-- PROVIDED INFORMATION --
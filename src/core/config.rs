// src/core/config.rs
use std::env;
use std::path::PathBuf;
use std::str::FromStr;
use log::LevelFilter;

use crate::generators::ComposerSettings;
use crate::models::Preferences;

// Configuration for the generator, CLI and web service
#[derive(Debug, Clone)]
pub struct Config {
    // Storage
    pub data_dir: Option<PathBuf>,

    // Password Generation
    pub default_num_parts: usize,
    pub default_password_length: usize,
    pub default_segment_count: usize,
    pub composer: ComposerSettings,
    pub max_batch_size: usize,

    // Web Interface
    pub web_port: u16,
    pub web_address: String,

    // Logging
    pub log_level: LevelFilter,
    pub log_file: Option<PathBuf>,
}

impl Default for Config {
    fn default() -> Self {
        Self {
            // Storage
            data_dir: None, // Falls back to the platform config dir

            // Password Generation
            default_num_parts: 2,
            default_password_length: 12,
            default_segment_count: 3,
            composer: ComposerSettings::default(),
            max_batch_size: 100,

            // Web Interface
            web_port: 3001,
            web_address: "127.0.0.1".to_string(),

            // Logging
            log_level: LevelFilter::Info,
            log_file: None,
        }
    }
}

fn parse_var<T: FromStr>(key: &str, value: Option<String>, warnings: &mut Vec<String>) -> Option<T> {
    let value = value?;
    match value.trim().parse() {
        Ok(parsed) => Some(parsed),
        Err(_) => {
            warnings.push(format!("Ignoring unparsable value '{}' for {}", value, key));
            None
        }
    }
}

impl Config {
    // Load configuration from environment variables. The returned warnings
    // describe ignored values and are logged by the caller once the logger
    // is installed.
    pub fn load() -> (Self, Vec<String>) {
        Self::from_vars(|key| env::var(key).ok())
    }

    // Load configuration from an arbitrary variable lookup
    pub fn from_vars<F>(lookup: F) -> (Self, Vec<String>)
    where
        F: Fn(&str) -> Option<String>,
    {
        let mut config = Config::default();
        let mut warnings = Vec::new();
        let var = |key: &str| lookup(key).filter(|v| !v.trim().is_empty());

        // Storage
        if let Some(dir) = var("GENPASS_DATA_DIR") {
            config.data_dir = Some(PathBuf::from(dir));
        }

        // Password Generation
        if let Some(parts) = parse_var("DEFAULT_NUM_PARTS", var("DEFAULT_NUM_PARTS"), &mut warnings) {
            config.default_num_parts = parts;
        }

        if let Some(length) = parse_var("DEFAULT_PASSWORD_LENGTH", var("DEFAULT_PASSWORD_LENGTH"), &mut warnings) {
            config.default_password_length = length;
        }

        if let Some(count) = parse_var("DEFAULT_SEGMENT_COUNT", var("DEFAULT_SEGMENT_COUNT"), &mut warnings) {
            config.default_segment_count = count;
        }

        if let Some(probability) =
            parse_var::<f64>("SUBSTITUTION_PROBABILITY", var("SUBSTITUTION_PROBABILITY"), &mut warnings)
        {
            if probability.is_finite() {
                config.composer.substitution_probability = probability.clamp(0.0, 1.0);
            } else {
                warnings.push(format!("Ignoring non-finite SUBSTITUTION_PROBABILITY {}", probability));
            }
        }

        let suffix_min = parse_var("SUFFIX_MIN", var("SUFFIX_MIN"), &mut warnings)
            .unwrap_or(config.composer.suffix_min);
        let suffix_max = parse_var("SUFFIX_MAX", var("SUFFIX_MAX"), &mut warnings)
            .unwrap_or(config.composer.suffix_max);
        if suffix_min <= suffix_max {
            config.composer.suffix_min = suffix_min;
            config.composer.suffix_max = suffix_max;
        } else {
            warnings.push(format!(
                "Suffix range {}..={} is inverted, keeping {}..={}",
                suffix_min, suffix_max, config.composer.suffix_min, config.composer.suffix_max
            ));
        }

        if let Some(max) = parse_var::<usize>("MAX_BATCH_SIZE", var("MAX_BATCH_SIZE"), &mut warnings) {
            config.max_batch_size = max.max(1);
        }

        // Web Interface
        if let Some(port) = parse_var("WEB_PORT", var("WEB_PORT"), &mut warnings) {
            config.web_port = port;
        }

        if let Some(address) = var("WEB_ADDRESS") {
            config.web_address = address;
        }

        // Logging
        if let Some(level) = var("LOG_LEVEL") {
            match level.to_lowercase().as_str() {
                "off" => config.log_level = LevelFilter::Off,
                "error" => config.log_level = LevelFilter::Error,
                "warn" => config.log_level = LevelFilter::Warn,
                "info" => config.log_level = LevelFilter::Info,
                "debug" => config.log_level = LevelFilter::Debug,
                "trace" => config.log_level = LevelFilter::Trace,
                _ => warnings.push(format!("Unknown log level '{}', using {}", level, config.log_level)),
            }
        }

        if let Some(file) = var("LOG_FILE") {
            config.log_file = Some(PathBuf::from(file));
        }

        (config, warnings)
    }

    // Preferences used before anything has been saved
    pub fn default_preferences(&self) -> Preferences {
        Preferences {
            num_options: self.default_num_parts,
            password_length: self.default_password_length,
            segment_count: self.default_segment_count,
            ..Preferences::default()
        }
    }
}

-- REQUIRED WORK --
Word for word, repeat each entry shown above.

-- SOLVED PROBLEM --
filename src/core/config.rs
// src/core/config.rs
use std::env;
use std::path::PathBuf;
use std::str::FromStr;
use log::LevelFilter;

use crate::generators::ComposerSettings;
use crate::models::Preferences;

// Configuration for the generator, CLI and web service
#[derive(Debug, Clone)]
pub struct Config {
    // Storage
    pub data_dir: Option<PathBuf>,

    // Password Generation
    pub default_num_parts: usize,
    pub default_password_length: usize,
    pub default_segment_count: usize,
    pub composer: ComposerSettings,
    pub max_batch_size: usize,

    // Web Interface
    pub web_port: u16,
    pub web_address: String,

    // Logging
    pub log_level: LevelFilter,
    pub log_file: Option<PathBuf>,
}

impl Default for Config {
    fn default() -> Self {
        Self {
            // Storage
            data_dir: None, // Falls back to the platform config dir

            // Password Generation
            default_num_parts: 2,
            default_password_length: 12,
            default_segment_count: 3,
            composer: ComposerSettings::default(),
            max_batch_size: 100,

            // Web Interface
            web_port: 3001,
            web_address: "127.0.0.1".to_string(),

            // Logging
            log_level: LevelFilter::Info,
            log_file: None,
        }
    }
}

fn parse_var<T: FromStr>(key: &str, value: Option<String>, warnings: &mut Vec<String>) -> Option<T> {
    let value = value?;
    match value.trim().parse() {
        Ok(parsed) => Some(parsed),
        Err(_) => {
            warnings.push(format!("Ignoring unparsable value '{}' for {}", value, key));
            None
        }
    }
}

impl Config {
    // Load configuration from environment variables. The returned warnings
    // describe ignored values and are logged by the caller once the logger
    // is installed.
    pub fn load() -> (Self, Vec<String>) {
        Self::from_vars(|key| env::var(key).ok())
    }

    // Load configuration from an arbitrary variable lookup
    pub fn from_vars<F>(lookup: F) -> (Self, Vec<String>)
    where
        F: Fn(&str) -> Option<String>,
    {
        let mut config = Config::default();
        let mut warnings = Vec::new();
        let var = |key: &str| lookup(key).filter(|v| !v.trim().is_empty());

        // Storage
        if let Some(dir) = var("GENPASS_DATA_DIR") {
            config.data_dir = Some(PathBuf::from(dir));
        }

        // Password Generation
        if let Some(parts) = parse_var("DEFAULT_NUM_PARTS", var("DEFAULT_NUM_PARTS"), &mut warnings) {
            config.default_num_parts = parts;
        }

        if let Some(length) = parse_var("DEFAULT_PASSWORD_LENGTH", var("DEFAULT_PASSWORD_LENGTH"), &mut warnings) {
            config.default_password_length = length;
        }

        if let Some(count) = parse_var("DEFAULT_SEGMENT_COUNT", var("DEFAULT_SEGMENT_COUNT"), &mut warnings) {
            config.default_segment_count = count;
        }

        if let Some(probability) =
            parse_var::<f64>("SUBSTITUTION_PROBABILITY", var("SUBSTITUTION_PROBABILITY"), &mut warnings)
        {
            if probability.is_finite() {
                config.composer.substitution_probability = probability.clamp(0.0, 1.0);
            } else {
                warnings.push(format!("Ignoring non-finite SUBSTITUTION_PROBABILITY {}", probability));
            }
        }

        let suffix_min = parse_var("SUFFIX_MIN", var("SUFFIX_MIN"), &mut warnings)
            .unwrap_or(config.composer.suffix_min);
        let suffix_max = parse_var("SUFFIX_MAX", var("SUFFIX_MAX"), &mut warnings)
            .unwrap_or(config.composer.suffix_max);
        if suffix_min <= suffix_max {
            config.composer.suffix_min = suffix_min;
            config.composer.suffix_max = suffix_max;
        } else {
            warnings.push(format!(
                "Suffix range {}..={} is inverted, keeping {}..={}",
                suffix_min, suffix_max, config.composer.suffix_min, config.composer.suffix_max
            ));
        }

        if let Some(max) = parse_var::<usize>("MAX_BATCH_SIZE", var("MAX_BATCH_SIZE"), &mut warnings) {
            config.max_batch_size = max.max(1);
        }

        // Web Interface
        if let Some(port) = parse_var("WEB_PORT", var("WEB_PORT"), &mut warnings) {
            config.web_port = port;
        }

        if let Some(address) = var("WEB_ADDRESS") {
            config.web_address = address;
        }

        // Logging
        if let Some(level) = var("LOG_LEVEL") {
            match level.to_lowercase().as_str() {
                "off" => config.log_level = LevelFilter::Off,
                "error" => config.log_level = LevelFilter::Error,
                "warn" => config.log_level = LevelFilter::Warn,
                "info" => config.log_level = LevelFilter::Info,
                "debug" => config.log_level = LevelFilter::Debug,
                "trace" => config.log_level = LevelFilter::Trace,
                _ => warnings.push(format!("Unknown log level '{}', using {}", level, config.log_level)),
            }
        }

        if let Some(file) = var("LOG_FILE") {
            config.log_file = Some(PathBuf::from(file));
        }

        (config, warnings)
    }

    // Preferences used before anything has been saved
    pub fn default_preferences(&self) -> Preferences {
        Preferences {
            num_options: self.default_num_parts,
            password_length: self.default_password_length,
            segment_count: self.default_segment_count,
            ..Preferences::default()
        }
    }
}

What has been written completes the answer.